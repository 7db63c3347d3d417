use std::collections::HashMap;
use std::fs;
use std::path::PathBuf;

use anyhow::{Context, Result};
use rusqlite::{params, Connection};
use tracing::warn;

use crate::config::data_dir;
use crate::stream::{BlockId, BlockKind, BlockSink, StreamOutcome};

#[derive(Debug, Clone, PartialEq, Eq)]
pub(crate) struct StoredBlock {
    pub(crate) block_id: BlockId,
    pub(crate) kind: BlockKind,
    pub(crate) language: Option<String>,
    pub(crate) content: String,
}

#[derive(Debug, Clone, PartialEq, Eq)]
pub(crate) struct StoredTurn {
    pub(crate) turn: i64,
    pub(crate) prompt: String,
    pub(crate) outcome: Option<String>,
    pub(crate) blocks: Vec<StoredBlock>,
}

/// SQLite record of past prompts and the blocks their responses produced.
pub(crate) struct TranscriptStore {
    conn: Connection,
}

impl TranscriptStore {
    pub(crate) fn open_default() -> Result<Self> {
        let path = transcript_file_path();
        if let Some(parent) = path.parent() {
            fs::create_dir_all(parent)
                .with_context(|| format!("create transcript dir {}", parent.display()))?;
        }

        let conn = Connection::open(&path)
            .with_context(|| format!("open transcript db {}", path.display()))?;
        conn.pragma_update(None, "journal_mode", "WAL").ok();
        conn.pragma_update(None, "synchronous", "NORMAL").ok();
        Self::with_connection(conn)
    }

    #[cfg(test)]
    pub(crate) fn open_in_memory() -> Result<Self> {
        let conn = Connection::open_in_memory().context("open in-memory transcript db")?;
        Self::with_connection(conn)
    }

    fn with_connection(conn: Connection) -> Result<Self> {
        conn.execute_batch(
            "
            CREATE TABLE IF NOT EXISTS turns (
              session_id TEXT NOT NULL,
              turn INTEGER NOT NULL,
              prompt TEXT NOT NULL,
              outcome TEXT,
              created_at INTEGER NOT NULL DEFAULT (unixepoch()),
              PRIMARY KEY (session_id, turn)
            );
            CREATE TABLE IF NOT EXISTS blocks (
              id INTEGER PRIMARY KEY AUTOINCREMENT,
              session_id TEXT NOT NULL,
              turn INTEGER NOT NULL,
              block_id INTEGER NOT NULL,
              kind TEXT NOT NULL,
              language TEXT,
              content TEXT NOT NULL,
              created_at INTEGER NOT NULL DEFAULT (unixepoch())
            );
            CREATE INDEX IF NOT EXISTS idx_blocks_session_turn
              ON blocks(session_id, turn, block_id);
            ",
        )
        .context("init transcript schema")?;
        Ok(Self { conn })
    }

    /// Records a prompt and returns its turn number within the session.
    pub(crate) fn begin_turn(&self, session_id: &str, prompt: &str) -> Result<i64> {
        let turn: i64 = self
            .conn
            .query_row(
                "SELECT COALESCE(MAX(turn), 0) + 1 FROM turns WHERE session_id = ?1",
                params![session_id],
                |row| row.get(0),
            )
            .context("next turn number")?;
        self.conn
            .execute(
                "INSERT INTO turns(session_id, turn, prompt) VALUES (?1, ?2, ?3)",
                params![session_id, turn, prompt.trim()],
            )
            .context("insert turn")?;
        Ok(turn)
    }

    pub(crate) fn finish_turn(&self, session_id: &str, turn: i64, outcome: &str) -> Result<()> {
        self.conn
            .execute(
                "UPDATE turns SET outcome = ?3 WHERE session_id = ?1 AND turn = ?2",
                params![session_id, turn, outcome],
            )
            .context("update turn outcome")?;
        Ok(())
    }

    pub(crate) fn save_block(
        &self,
        session_id: &str,
        turn: i64,
        block: &StoredBlock,
    ) -> Result<()> {
        self.conn
            .execute(
                "INSERT INTO blocks(session_id, turn, block_id, kind, language, content)
                 VALUES (?1, ?2, ?3, ?4, ?5, ?6)",
                params![
                    session_id,
                    turn,
                    block.block_id as i64,
                    block.kind.as_str(),
                    block.language,
                    block.content
                ],
            )
            .context("insert block")?;
        Ok(())
    }

    pub(crate) fn delete_block(&self, session_id: &str, turn: i64, block_id: BlockId) -> Result<()> {
        self.conn
            .execute(
                "DELETE FROM blocks WHERE session_id = ?1 AND turn = ?2 AND block_id = ?3",
                params![session_id, turn, block_id as i64],
            )
            .context("delete block")?;
        Ok(())
    }

    /// The last `limit` turns of a session, oldest first, with their blocks.
    pub(crate) fn recent_turns(&self, session_id: &str, limit: usize) -> Result<Vec<StoredTurn>> {
        let mut stmt = self
            .conn
            .prepare(
                "SELECT turn, prompt, outcome
                 FROM turns
                 WHERE session_id = ?1
                 ORDER BY turn DESC
                 LIMIT ?2",
            )
            .context("prepare recent turns")?;
        let mut rows = stmt
            .query(params![session_id, limit as i64])
            .context("query recent turns")?;

        let mut out = Vec::new();
        while let Some(row) = rows.next().context("scan turn row")? {
            out.push(StoredTurn {
                turn: row.get(0).context("turn.turn")?,
                prompt: row.get(1).context("turn.prompt")?,
                outcome: row.get(2).context("turn.outcome")?,
                blocks: Vec::new(),
            });
        }
        out.reverse();

        for turn in &mut out {
            turn.blocks = self.turn_blocks(session_id, turn.turn)?;
        }
        Ok(out)
    }

    fn turn_blocks(&self, session_id: &str, turn: i64) -> Result<Vec<StoredBlock>> {
        let mut stmt = self
            .conn
            .prepare(
                "SELECT block_id, kind, language, content
                 FROM blocks
                 WHERE session_id = ?1 AND turn = ?2
                 ORDER BY block_id",
            )
            .context("prepare turn blocks")?;
        let mut rows = stmt
            .query(params![session_id, turn])
            .context("query turn blocks")?;

        let mut out = Vec::new();
        while let Some(row) = rows.next().context("scan block row")? {
            let raw_kind: String = row.get(1).context("block.kind")?;
            let Some(kind) = BlockKind::parse(&raw_kind) else {
                warn!(kind = %raw_kind, "skipping block with unknown kind");
                continue;
            };
            let block_id: i64 = row.get(0).context("block.block_id")?;
            out.push(StoredBlock {
                block_id: block_id as BlockId,
                kind,
                language: row.get(2).context("block.language")?,
                content: row.get(3).context("block.content")?,
            });
        }
        Ok(out)
    }

    pub(crate) fn clear_session(&self, session_id: &str) -> Result<()> {
        let tx = self
            .conn
            .unchecked_transaction()
            .context("begin clear tx")?;
        tx.execute(
            "DELETE FROM blocks WHERE session_id = ?1",
            params![session_id],
        )
        .context("clear block rows")?;
        tx.execute(
            "DELETE FROM turns WHERE session_id = ?1",
            params![session_id],
        )
        .context("clear turn rows")?;
        tx.commit().context("commit clear tx")?;
        Ok(())
    }
}

fn transcript_file_path() -> PathBuf {
    data_dir().join("transcript.db")
}

/// Sink that writes every closed block of one turn to the store. Store
/// failures are logged, never surfaced to the stream.
pub(crate) struct TranscriptSaver {
    store: TranscriptStore,
    session_id: String,
    turn: i64,
    open: HashMap<BlockId, (BlockKind, Option<String>)>,
}

impl TranscriptSaver {
    pub(crate) fn begin(store: TranscriptStore, session_id: &str, prompt: &str) -> Result<Self> {
        let turn = store.begin_turn(session_id, prompt)?;
        Ok(Self {
            store,
            session_id: session_id.to_string(),
            turn,
            open: HashMap::new(),
        })
    }

    pub(crate) fn turn(&self) -> i64 {
        self.turn
    }

    #[cfg(test)]
    pub(crate) fn store(&self) -> &TranscriptStore {
        &self.store
    }
}

impl BlockSink for TranscriptSaver {
    fn block_opened(&mut self, id: BlockId, kind: BlockKind, language: Option<&str>) {
        self.open.insert(id, (kind, language.map(str::to_string)));
    }

    fn block_appended(&mut self, _id: BlockId, _delta: &str) {}

    fn block_closed(&mut self, id: BlockId, final_text: &str) {
        let Some((kind, language)) = self.open.remove(&id) else {
            warn!(id, "closed block was never opened");
            return;
        };
        let block = StoredBlock {
            block_id: id,
            kind,
            language,
            content: final_text.to_string(),
        };
        if let Err(err) = self.store.save_block(&self.session_id, self.turn, &block) {
            warn!(id, error = %err, "failed to save block");
        }
    }

    fn block_removed(&mut self, id: BlockId) {
        self.open.remove(&id);
        if let Err(err) = self.store.delete_block(&self.session_id, self.turn, id) {
            warn!(id, error = %err, "failed to drop removed block");
        }
    }

    fn stream_finished(&mut self, outcome: &StreamOutcome) {
        if let Err(err) = self
            .store
            .finish_turn(&self.session_id, self.turn, outcome.as_str())
        {
            warn!(error = %err, "failed to record turn outcome");
        }
    }
}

- - -

* **WHAT IS EXPECTED**
Out of the material above, output word for word the line with "fn block_appended(&mut self, _id: BlockId, _delta: &str)", the line with "self.store.delete_block(&self.session_id, self.turn, id)", and all lines between them, with nothing else.

* **RESULT OF THIS TASK**
    fn block_appended(&mut self, _id: BlockId, _delta: &str) {}

    fn block_closed(&mut self, id: BlockId, final_text: &str) {
        let Some((kind, language)) = self.open.remove(&id) else {
            warn!(id, "closed block was never opened");
            return;
        };
        let block = StoredBlock {
            block_id: id,
            kind,
            language,
            content: final_text.to_string(),
        };
        if let Err(err) = self.store.save_block(&self.session_id, self.turn, &block) {
            warn!(id, error = %err, "failed to save block");
        }
    }

    fn block_removed(&mut self, id: BlockId) {
        self.open.remove(&id);
        if let Err(err) = self.store.delete_block(&self.session_id, self.turn, id) {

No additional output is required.